Background: Punica granatum L. is an infructescence native of occidental Asia and Mediterranean Europe, popularly referred to as pomegranate. It has been used in ethnomedicine for several applications, including the treatment of obesity, inflammation, diabetes, and the regulation of blood lipid parameters. Thus, pomegranate has been linked to the treatment of cardiovascular diseases that have endothelial dysfunction as a common factor acting mainly against oxidative stress due to its high polyphenol content.
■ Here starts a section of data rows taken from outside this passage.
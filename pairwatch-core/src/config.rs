use crate::{
    alert::AlertRuleSpec,
    error::ConfigError,
    event::{PairSpec, Timeframe},
};
use serde::{Deserialize, Serialize};

/// Engine configuration, supplied in full at startup.
///
/// Every field that alters computed values is explicit: there are no hidden
/// defaults, and unknown fields fail deserialization.
#[derive(Debug, Clone, PartialEq, Deserialize, Serialize)]
#[serde(deny_unknown_fields)]
pub struct EngineConfig {
    /// Timeframes resampled for every observed symbol.
    pub timeframes: Vec<Timeframe>,
    /// Capacity N of each pair's rolling window of aligned closes.
    pub window_capacity: usize,
    /// Samples required before any analytics are produced (<= capacity).
    pub min_samples: usize,
    /// Evictions between full recomputations of the window's running sums.
    pub recompute_every: usize,
    /// Lagged differences included in the ADF regression.
    pub adf_lags: usize,
    /// Samples required before the ADF statistic is produced.
    pub adf_min_samples: usize,
    /// Snapshots between ADF recomputations per pair.
    pub adf_every: usize,
    /// Ticks whose timestamp jumps more than this past the last observed
    /// tick are rejected. Quiet gaps recover on the next consistent tick.
    pub max_clock_skew_ms: u64,
    /// Completed bars retained per (symbol, timeframe) for range queries.
    pub bar_history: usize,
    /// Pairs tracked by the analytics engine.
    pub pairs: Vec<PairSpec>,
    /// Alert rules registered at startup.
    pub rules: Vec<AlertRuleSpec>,
}

impl EngineConfig {
    pub fn from_json_str(raw: &str) -> Result<Self, ConfigError> {
        let config: Self =
            serde_json::from_str(raw).map_err(|err| ConfigError::Parse(err.to_string()))?;
        config.validate()?;
        Ok(config)
    }

    /// Structural validation, fatal at startup.
    pub fn validate(&self) -> Result<(), ConfigError> {
        if self.timeframes.is_empty() {
            return Err(ConfigError::NoTimeframes);
        }
        if self.timeframes.iter().any(|tf| tf.as_millis() == 0) {
            return Err(ConfigError::ZeroTimeframe);
        }
        if self.window_capacity == 0 {
            return Err(ConfigError::ZeroWindowCapacity);
        }
        if self.min_samples < 3 {
            return Err(ConfigError::MinSamplesTooSmall(self.min_samples));
        }
        if self.min_samples > self.window_capacity {
            return Err(ConfigError::MinSamplesExceedsCapacity {
                min_samples: self.min_samples,
                capacity: self.window_capacity,
            });
        }
        if self.adf_min_samples < self.min_samples {
            return Err(ConfigError::AdfMinBelowGeneralMin {
                adf_min: self.adf_min_samples,
                min_samples: self.min_samples,
            });
        }
        // The ADF regression needs intercept + level + lags coefficients, plus
        // residual degrees of freedom.
        if self.adf_min_samples < self.adf_lags + 5 {
            return Err(ConfigError::AdfMinTooSmallForLags {
                adf_min: self.adf_min_samples,
                adf_lags: self.adf_lags,
            });
        }
        if self.recompute_every == 0 {
            return Err(ConfigError::ZeroCadence("recompute_every"));
        }
        if self.adf_every == 0 {
            return Err(ConfigError::ZeroCadence("adf_every"));
        }
        for pair in &self.pairs {
            if pair.symbol_a == pair.symbol_b {
                return Err(ConfigError::DegeneratePair(pair.id().to_string()));
            }
            if !self.timeframes.contains(&pair.timeframe) {
                return Err(ConfigError::PairTimeframeNotConfigured {
                    pair: pair.id().to_string(),
                    timeframe: pair.timeframe,
                });
            }
        }
        Ok(())
    }
}
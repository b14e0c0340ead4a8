use crate::event::Timeframe;
use serde::{Deserialize, Serialize};
use thiserror::Error;

/// Per-tick ingestion failures.
///
/// These are local and non-fatal: one bad tick never halts the pipeline for
/// other symbols. The caller decides whether to log or drop.
#[derive(Debug, Clone, PartialEq, Eq, Deserialize, Serialize, Error)]
pub enum IngestionError {
    #[error("late arrival: tick bucket precedes the open bar for {symbol}@{timeframe}")]
    LateArrival { symbol: String, timeframe: Timeframe },

    #[error("malformed tick: {0}")]
    MalformedTick(String),

    #[error(
        "clock skew: tick timestamp {tick_ms}ms jumps beyond the sane bound from the \
         last observed tick at {last_tick_ms}ms"
    )]
    ClockSkew { tick_ms: i64, last_tick_ms: i64 },
}

impl IngestionError {
    /// Clock skew is treated as a malformed tick for propagation purposes.
    pub fn is_malformed(&self) -> bool {
        matches!(
            self,
            IngestionError::MalformedTick(_) | IngestionError::ClockSkew { .. }
        )
    }
}

/// Alert rule registration failures.
///
/// Rejected at registration time; no event ever fires for an invalid rule.
#[derive(Debug, Clone, PartialEq, Eq, Deserialize, Serialize, Error)]
pub enum AlertError {
    #[error("invalid rule expression: {0}")]
    InvalidRuleExpression(String),

    #[error("rule references untracked pair: {0}")]
    UnknownPair(String),
}

/// Structural configuration errors, fatal at startup.
#[derive(Debug, Clone, PartialEq, Eq, Deserialize, Serialize, Error)]
pub enum ConfigError {
    #[error("timeframe set is empty")]
    NoTimeframes,

    #[error("zero-length timeframe")]
    ZeroTimeframe,

    #[error("rolling window capacity must be > 0")]
    ZeroWindowCapacity,

    #[error("minimum sample count {min_samples} exceeds window capacity {capacity}")]
    MinSamplesExceedsCapacity { min_samples: usize, capacity: usize },

    #[error("minimum sample count must be >= 3 for regression, got {0}")]
    MinSamplesTooSmall(usize),

    #[error("ADF minimum sample count {adf_min} is below the general minimum {min_samples}")]
    AdfMinBelowGeneralMin { adf_min: usize, min_samples: usize },

    #[error("ADF minimum sample count {adf_min} leaves no observations for {adf_lags} lags")]
    AdfMinTooSmallForLags { adf_min: usize, adf_lags: usize },

    #[error("{0} cadence must be > 0")]
    ZeroCadence(&'static str),

    #[error("tracked pair {pair} uses timeframe {timeframe} outside the configured set")]
    PairTimeframeNotConfigured { pair: String, timeframe: Timeframe },

    #[error("tracked pair {0} has identical legs")]
    DegeneratePair(String),

    #[error("invalid startup alert rule: {0}")]
    InvalidStartupRule(String),

    #[error("failed to parse configuration: {0}")]
    Parse(String),
}
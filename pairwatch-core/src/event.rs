/// Core data types for the resampling and analytics pipeline.
///
/// These types are the immutable artifacts exchanged between pipeline stages
/// and published to query/visualization collaborators.
use chrono::{DateTime, TimeDelta, Utc};
use serde::{Deserialize, Serialize};
use smol_str::SmolStr;
use std::str::FromStr;

/// A single trade event handed to the engine by the tick normalizer.
///
/// Immutable once created; consumed, never mutated.
#[derive(Debug, Clone, PartialEq, Deserialize, Serialize)]
pub struct Tick {
    /// Exchange timestamp of the trade.
    pub time: DateTime<Utc>,
    /// Instrument symbol (e.g. "btcusdt").
    pub symbol: SmolStr,
    /// Execution price, must be finite and > 0.
    pub price: f64,
    /// Trade size in base units, must be finite and > 0.
    pub quantity: f64,
}

impl Tick {
    pub fn new(
        time: DateTime<Utc>,
        symbol: impl Into<SmolStr>,
        price: f64,
        quantity: f64,
    ) -> Self {
        Self {
            time,
            symbol: symbol.into(),
            price,
            quantity,
        }
    }

    /// Check price/quantity are finite and strictly positive.
    pub fn is_well_formed(&self) -> bool {
        self.price.is_finite()
            && self.price > 0.0
            && self.quantity.is_finite()
            && self.quantity > 0.0
            && !self.symbol.is_empty()
    }
}

/// Fixed bar duration, stored as whole milliseconds.
///
/// Parses from the compact labels used across the system ("1s", "1m", "5m", "1h").
#[derive(
    Debug, Clone, Copy, PartialEq, Eq, PartialOrd, Ord, Hash, Deserialize, Serialize,
)]
#[serde(try_from = "String", into = "String")]
pub struct Timeframe(u64);

impl Timeframe {
    pub const fn from_millis(millis: u64) -> Self {
        Self(millis)
    }

    pub const fn from_secs(secs: u64) -> Self {
        Self(secs * 1_000)
    }

    pub const fn from_mins(mins: u64) -> Self {
        Self(mins * 60_000)
    }

    pub const fn as_millis(&self) -> u64 {
        self.0
    }

    pub fn as_time_delta(&self) -> TimeDelta {
        TimeDelta::milliseconds(self.0 as i64)
    }

    /// Align a timestamp down to the start of its bucket.
    pub fn bucket_start(&self, time: DateTime<Utc>) -> DateTime<Utc> {
        let tf = self.0 as i64;
        let ms = time.timestamp_millis();
        let aligned = ms - ms.rem_euclid(tf);
        DateTime::from_timestamp_millis(aligned).unwrap_or(time)
    }
}

impl std::fmt::Display for Timeframe {
    fn fmt(&self, f: &mut std::fmt::Formatter<'_>) -> std::fmt::Result {
        let ms = self.0;
        if ms % 3_600_000 == 0 {
            write!(f, "{}h", ms / 3_600_000)
        } else if ms % 60_000 == 0 {
            write!(f, "{}m", ms / 60_000)
        } else if ms % 1_000 == 0 {
            write!(f, "{}s", ms / 1_000)
        } else {
            write!(f, "{ms}ms")
        }
    }
}

impl FromStr for Timeframe {
    type Err = String;

    fn from_str(s: &str) -> Result<Self, Self::Err> {
        let (digits, multiplier) = if let Some(digits) = s.strip_suffix("ms") {
            (digits, 1)
        } else if let Some(digits) = s.strip_suffix('h') {
            (digits, 3_600_000)
        } else if let Some(digits) = s.strip_suffix('m') {
            (digits, 60_000)
        } else if let Some(digits) = s.strip_suffix('s') {
            (digits, 1_000)
        } else {
            return Err(format!("unrecognised timeframe label: {s}"));
        };
        let value: u64 = digits
            .parse()
            .map_err(|_| format!("unrecognised timeframe label: {s}"))?;
        if value == 0 {
            return Err(format!("zero-length timeframe: {s}"));
        }
        Ok(Self(value * multiplier))
    }
}

impl TryFrom<String> for Timeframe {
    type Error = String;

    fn try_from(value: String) -> Result<Self, Self::Error> {
        value.parse()
    }
}

impl From<Timeframe> for String {
    fn from(value: Timeframe) -> Self {
        value.to_string()
    }
}

/// Time-bucketed OHLCV aggregate.
///
/// Created open on the first tick in a new bucket, mutated in place by
/// subsequent ticks in the same bucket, immutable once `complete` is set.
///
/// Invariants: `low <= {open, close} <= high`, `volume` is the sum of
/// contributing quantities, and `bucket_start` is an exact multiple of the
/// timeframe length.
#[derive(Debug, Clone, PartialEq, Deserialize, Serialize)]
pub struct Bar {
    pub symbol: SmolStr,
    pub timeframe: Timeframe,
    pub bucket_start: DateTime<Utc>,
    pub bucket_end: DateTime<Utc>,
    pub open: f64,
    pub high: f64,
    pub low: f64,
    pub close: f64,
    pub volume: f64,
    pub complete: bool,
}

impl Bar {
    /// Open a new bar from the first tick of a bucket.
    pub fn open_from(tick: &Tick, timeframe: Timeframe) -> Self {
        let bucket_start = timeframe.bucket_start(tick.time);
        Self {
            symbol: tick.symbol.clone(),
            timeframe,
            bucket_start,
            bucket_end: bucket_start + timeframe.as_time_delta(),
            open: tick.price,
            high: tick.price,
            low: tick.price,
            close: tick.price,
            volume: tick.quantity,
            complete: false,
        }
    }

    /// Fold another tick from the same bucket into this open bar.
    pub fn apply(&mut self, tick: &Tick) {
        debug_assert!(!self.complete);
        self.high = self.high.max(tick.price);
        self.low = self.low.min(tick.price);
        self.close = tick.price;
        self.volume += tick.quantity;
    }
}

/// Identity of a tracked pair at a given timeframe, e.g. `btcusdt-ethusdt@1m`.
#[derive(
    Debug, Clone, PartialEq, Eq, Hash, PartialOrd, Ord, Deserialize, Serialize, derive_more::Display,
)]
pub struct PairId(SmolStr);

impl PairId {
    pub fn new(symbol_a: &str, symbol_b: &str, timeframe: Timeframe) -> Self {
        Self(SmolStr::new(format!("{symbol_a}-{symbol_b}@{timeframe}")))
    }

    pub fn as_str(&self) -> &str {
        &self.0
    }
}

/// A tracked pair of instruments resampled at one timeframe.
#[derive(Debug, Clone, PartialEq, Eq, Deserialize, Serialize)]
#[serde(deny_unknown_fields)]
pub struct PairSpec {
    pub symbol_a: SmolStr,
    pub symbol_b: SmolStr,
    pub timeframe: Timeframe,
}

impl PairSpec {
    pub fn id(&self) -> PairId {
        PairId::new(&self.symbol_a, &self.symbol_b, self.timeframe)
    }
}

#[cfg(test)]
mod tests {
    use super::*;

    fn time(secs: i64) -> DateTime<Utc> {
        DateTime::from_timestamp_millis(secs * 1_000).unwrap()
    }

    #[test]
    fn test_timeframe_parse_round_trip() {
        for label in ["1s", "1m", "5m", "30s", "1h", "250ms"] {
            let tf: Timeframe = label.parse().unwrap();
            assert_eq!(tf.to_string(), label, "round trip failed for {label}");
        }
    }

    #[test]
    fn test_timeframe_parse_invalid() {
        assert!("".parse::<Timeframe>().is_err());
        assert!("1x".parse::<Timeframe>().is_err());
        assert!("0m".parse::<Timeframe>().is_err());
        assert!("m".parse::<Timeframe>().is_err());
    }

    #[test]
    fn test_bucket_alignment() {
        let tf = Timeframe::from_secs(60);
        let t = DateTime::from_timestamp_millis(90_500).unwrap();
        assert_eq!(tf.bucket_start(t).timestamp_millis(), 60_000);

        // Exact boundary stays put
        let t = DateTime::from_timestamp_millis(120_000).unwrap();
        assert_eq!(tf.bucket_start(t).timestamp_millis(), 120_000);
    }

    #[test]
    fn test_tick_well_formed() {
        let good = Tick::new(time(1), "btcusdt", 100.0, 1.0);
        assert!(good.is_well_formed());

        assert!(!Tick::new(time(1), "btcusdt", 0.0, 1.0).is_well_formed());
        assert!(!Tick::new(time(1), "btcusdt", -1.0, 1.0).is_well_formed());
        assert!(!Tick::new(time(1), "btcusdt", f64::NAN, 1.0).is_well_formed());
        assert!(!Tick::new(time(1), "btcusdt", 100.0, 0.0).is_well_formed());
        assert!(!Tick::new(time(1), "", 100.0, 1.0).is_well_formed());
    }

    #[test]
    fn test_bar_open_and_apply() {
        let tf = Timeframe::from_secs(1);
        let mut bar = Bar::open_from(&Tick::new(time(0), "btcusdt", 100.0, 1.0), tf);
        assert_eq!(bar.open, 100.0);
        assert_eq!(bar.bucket_start.timestamp_millis(), 0);
        assert_eq!(bar.bucket_end.timestamp_millis(), 1_000);

        bar.apply(&Tick::new(time(0), "btcusdt", 101.0, 2.0));
        bar.apply(&Tick::new(time(0), "btcusdt", 99.0, 1.0));

        assert_eq!(bar.high, 101.0);
        assert_eq!(bar.low, 99.0);
        assert_eq!(bar.close, 99.0);
        assert_eq!(bar.volume, 4.0);
        assert!(bar.low <= bar.open && bar.open <= bar.high);
        assert!(bar.low <= bar.close && bar.close <= bar.high);
    }

    #[test]
    fn test_pair_id_display() {
        let id = PairId::new("btcusdt", "ethusdt", Timeframe::from_mins(1));
        assert_eq!(id.to_string(), "btcusdt-ethusdt@1m");
    }
}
Its biocomponents have antihypertensive, antiatherogenic, antihyperglycemic, and anti-inflammatory properties, which promote cardiovascular protection through the improvement of endothelial function. Methods: Different electronic databases were searched in a non-systematic way to uncover the literature of interest. Conclusion: This review article presents updated information on the role of pomegranate in the context of endothelial dysfunction and cardiovascular diseases. We have shown that pomegranate, or rather its components (e.g., tannins, flavonoids, phytoestrogens, anthocyanins, alkaloids, etc.), have beneficial effects on the cardiovascular system, improving parameters such as oxidative stress and the enzymatic antioxidant system, reducing reactive oxygen species formation and acting in an anti-inflammatory way. Thus, this review may contribute to a better understanding of pomegranate's beneficial actions on endothelial function and possibly to the development of strategies associated with conventional treatments of cardiovascular diseases.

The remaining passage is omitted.